Por que a SEMI Europe está exigindo mudanças na Lei de Chips?
A SEMI Europe, associação que representa empresas de semicondutores, apresentou recomendações formais para a revisão da legislação. O principal argumento? A burocracia atual está estrangulando a inovação. "As regras limitam o financiamento apenas a projetos 'inovadores', ignorando iniciativas estratégicas que poderiam expandir nossa capacidade produtiva", explicou um porta-voz da SEMI. Eles propõem um "balcão único" na Comissão Europeia para agilizar processos – algo que, na minha experiência, poderia cortar meses de espera por aprovações.
Qual o plano de financiamento proposto?
A SEMI está pedindo nada menos que €20 bilhões dedicados especificamente a:
- Fabricação avançada de chips
- Pesquisa em computação quântica e IA
- Linhas piloto de produção
Como a UE planeja responder?
Fontes em Bruxelas revelam que a Comissão já estuda flexibilizar as regras de auxílio estatal – possivelmente permitindo que países membros apoiem mais livremente fábricas existentes. "É uma mudança de mentalidade", comentou um funcionário sob condição de anonimato. "Antes tínhamos medo de distorcer o mercado, agora tememos ficar sem mercado algum." A meta é publicar propostas concretas até março de 2026, mas a SEMI insiste que 2025 é o ano decisivo para agir.
Quais os riscos de não reformar a lei?
Dados da TradingView mostram que a participação europeia na produção global de chips caiu para 8% em 2025, ante 10% em 2022. Sem investimentos maciços em:
- Fábricas de última geração
- Parcerias de I&D transnacionais
- Formação de mão-de-obra especializada
Como a Europa se compara a outros players?
Enquanto a UE debate, os EUA já distribuíram US$33 bilhões em subsídios via Lei CHIPS, com a Samsung recebendo US$6,4 bilhões apenas para seu megaprojeto no Texas.
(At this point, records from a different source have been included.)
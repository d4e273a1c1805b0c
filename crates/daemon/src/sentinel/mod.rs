// SPDX-License-Identifier: BUSL-1.1
// Copyright (c) 2026 Alfred Jean LLC

//! System sentinel — host resource monitoring and worker protection.
//!
//! Samples host CPU/RAM/disk on a fixed cadence and publishes an
//! admission level. Entering RED pauses every running icarus sandbox;
//! leaving RED resumes exactly the set it paused. The sentinel never
//! terminates or destroys sandboxes.

mod sampler;

pub use sampler::{HostSampler, SysinfoSampler};

use crate::adapters::SandboxDriver;
use crate::config::SentinelConfig;
use icarus_core::{AdmissionLevel, Clock, HostSample, SandboxId, Thresholds, SANDBOX_NAME_PREFIX};
use parking_lot::Mutex;
use std::sync::Arc;
use std::time::Duration;
use tokio::sync::watch;

/// Read-side handle: current level and latest sample.
#[derive(Clone)]
pub struct SentinelHandle {
    level_rx: watch::Receiver<AdmissionLevel>,
    latest: Arc<Mutex<HostSample>>,
    // Keeps the channel open when the sentinel is disabled and no loop
    // holds the sender.
    _level_tx: Arc<watch::Sender<AdmissionLevel>>,
}

impl SentinelHandle {
    pub fn level(&self) -> AdmissionLevel {
        *self.level_rx.borrow()
    }

    pub fn stats(&self) -> HostSample {
        self.latest.lock().clone()
    }

    /// A fresh receiver for select-loop integration.
    pub fn subscribe(&self) -> watch::Receiver<AdmissionLevel> {
        self.level_rx.clone()
    }
}

/// The monitoring loop and its pause bookkeeping.
pub struct Sentinel<C: Clock> {
    config: SentinelConfig,
    sampler: Arc<dyn HostSampler>,
    driver: Arc<dyn SandboxDriver>,
    clock: C,
    level_tx: Arc<watch::Sender<AdmissionLevel>>,
    latest: Arc<Mutex<HostSample>>,
    /// Sandboxes this sentinel paused on the RED edge. Owned exclusively
    /// here.
    paused_set: Mutex<Vec<SandboxId>>,
}

impl<C: Clock> Sentinel<C> {
    pub fn new(
        config: SentinelConfig,
        sampler: Arc<dyn HostSampler>,
        driver: Arc<dyn SandboxDriver>,
        clock: C,
    ) -> Self {
        let latest = Arc::new(Mutex::new(HostSample::zero(clock.epoch_ms())));
        let (level_tx, _) = watch::channel(AdmissionLevel::Green);
        Self { config, sampler, driver, clock, level_tx: Arc::new(level_tx), latest, paused_set: Mutex::new(Vec::new()) }
    }

    pub fn handle(&self) -> SentinelHandle {
        SentinelHandle {
            level_rx: self.level_tx.subscribe(),
            latest: Arc::clone(&self.latest),
            _level_tx: Arc::clone(&self.level_tx),
        }
    }

    /// A handle pinned to GREEN, used when `sentinel.enabled = false`.
    pub fn disabled_handle(clock: &C) -> SentinelHandle {
        let (level_tx, level_rx) = watch::channel(AdmissionLevel::Green);
        SentinelHandle {
            level_rx,
            latest: Arc::new(Mutex::new(HostSample::zero(clock.epoch_ms()))),
            _level_tx: Arc::new(level_tx),
        }
    }

    /// Spawn the poll loop; returns the read handle.
    pub fn spawn(self) -> SentinelHandle {
        let handle = self.handle();
        let interval = Duration::from_secs(self.config.poll_interval_seconds.max(1));
        tokio::spawn(async move {
            let mut ticker = tokio::time::interval(interval);
            ticker.set_missed_tick_behavior(tokio::time::MissedTickBehavior::Delay);
            loop {
                ticker.tick().await;
                self.poll_once().await;
            }
        });
        handle
    }

    fn thresholds(&self) -> Thresholds {
        Thresholds { yellow: self.config.yellow_threshold, red: self.config.red_threshold }
    }

    /// One poll: sample, classify, run edge side effects, publish.
    pub(crate) async fn poll_once(&self) {
        let sample = self.sampler.sample(self.clock.epoch_ms());
        let level = AdmissionLevel::classify(sample.max_usage(), &self.thresholds());
        *self.latest.lock() = sample.clone();

        let previous = *self.level_tx.borrow();
        if level == previous {
            return;
        }

        match (previous, level) {
            (_, AdmissionLevel::Red) => {
                tracing::warn!(
                    cpu = sample.cpu_percent,
                    ram = sample.ram_percent,
                    "RED alert: pausing running workers"
                );
                self.pause_running_workers().await;
            }
            (AdmissionLevel::Red, _) => {
                tracing::info!(level = %level, "leaving RED: resuming paused workers");
                self.resume_paused_workers().await;
            }
            _ => {
                tracing::info!(from = %previous, to = %level, "admission level changed");
            }
        }

        // Publish after the side effects so an observer acting on RED
        // finds the workers already pausing.
        let _ = self.level_tx.send(level);
    }

    /// Pause every running icarus sandbox and remember the set.
    async fn pause_running_workers(&self) {
        let entries = match self.driver.list(SANDBOX_NAME_PREFIX).await {
            Ok(entries) => entries,
            Err(e) => {
                tracing::error!(error = %e, "failed to enumerate sandboxes for RED pause");
                return;
            }
        };

        let mut paused = Vec::new();
        for entry in entries {
            if !entry.status.is_running() {
                continue;
            }
            match self.driver.pause(&entry.id).await {
                Ok(()) => {
                    tracing::info!(sandbox_id = %entry.id.short(), name = %entry.name, "paused");
                    paused.push(entry.id);
                }
                Err(e) => {
                    tracing::error!(sandbox_id = %entry.id.short(), error = %e, "pause failed");
                }
            }
        }
        tracing::warn!(count = paused.len(), "RED mitigation complete");
        self.paused_set.lock().extend(paused);
    }

    /// Resume everything in `paused_set` and clear it.
    ///
    /// A member killed meanwhile (phase timeout during the pause) fails
    /// its unpause; that is logged and skipped.
    async fn resume_paused_workers(&self) {
        let paused: Vec<SandboxId> = std::mem::take(&mut *self.paused_set.lock());
        for id in paused {
            match self.driver.unpause(&id).await {
                Ok(()) => tracing::info!(sandbox_id = %id.short(), "resumed"),
                Err(e) => {
                    tracing::warn!(sandbox_id = %id.short(), error = %e, "resume skipped")
                }
            }
        }
    }

    #[cfg(test)]
    pub(crate) fn paused_set_len(&self) -> usize {
        self.paused_set.lock().len()
    }
}

#[cfg(test)]
#[path = "sentinel_tests.rs"]
mod tests;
A China, por sua vez, investiu o equivalente a €142 bilhões em subsídios diretos e indiretos entre 2023-2025. "Não se trata de copiar, mas de competir em pé de igualdade", defendeu a SEMI em seu relatório, citando casos como o da TSMC na Alemanha, que espera há 11 meses por licenças finais.
Quais as próximas etapas?
Além do pacote financeiro, a SEMI propõe:
- Prazos máximos de 90 dias para aprovações regulatórias
- Centros de competência regionais
- Um fundo específico para PMEs do setor
Perguntas Frequentes
Quanto a UE já investiu em semicondutores?
Desde 2023, a Iniciativa Chips para Europa destinou €43 bilhões em investimentos públicos e privados, mas apenas 28% foram efetivamente executados até novembro de 2025.
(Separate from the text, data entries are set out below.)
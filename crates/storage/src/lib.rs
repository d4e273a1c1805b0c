// SPDX-License-Identifier: BUSL-1.1
// Copyright (c) 2026 Alfred Jean LLC

// Allow panic!/unwrap/expect in test code
#![cfg_attr(test, allow(clippy::panic))]
#![cfg_attr(test, allow(clippy::unwrap_used))]
#![cfg_attr(test, allow(clippy::expect_used))]

//! icarus-storage: durable event log, snapshots, and materialized state.
//!
//! All persisted facts are [`icarus_core::Event`]s appended to a
//! write-ahead log; [`MaterializedState`] is derived by idempotent replay.
//! A snapshot accelerates recovery: load it, then replay WAL entries after
//! its sequence number.

mod snapshot;
mod state;
mod wal;

pub use snapshot::{load_snapshot, save_snapshot, Snapshot, SnapshotError, CURRENT_SNAPSHOT_VERSION};
pub use state::{MaterializedState, TELEMETRY_HISTORY};
pub use wal::{Wal, WalEntry, WalError};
Quais empresas apoiam as mudanças?
Gigantes como ASML, STMicroelectronics e Infineon endossaram as propostas da SEMI, enquanto startups argumentam que as regras atuais as excluem injustamente.
Quando as novas regras entrariam em vigor?
Se aprovadas em 2026, as mudanças começariam a valer progressivamente a partir do segundo semestre de 2027, segundo o cronograma preliminar.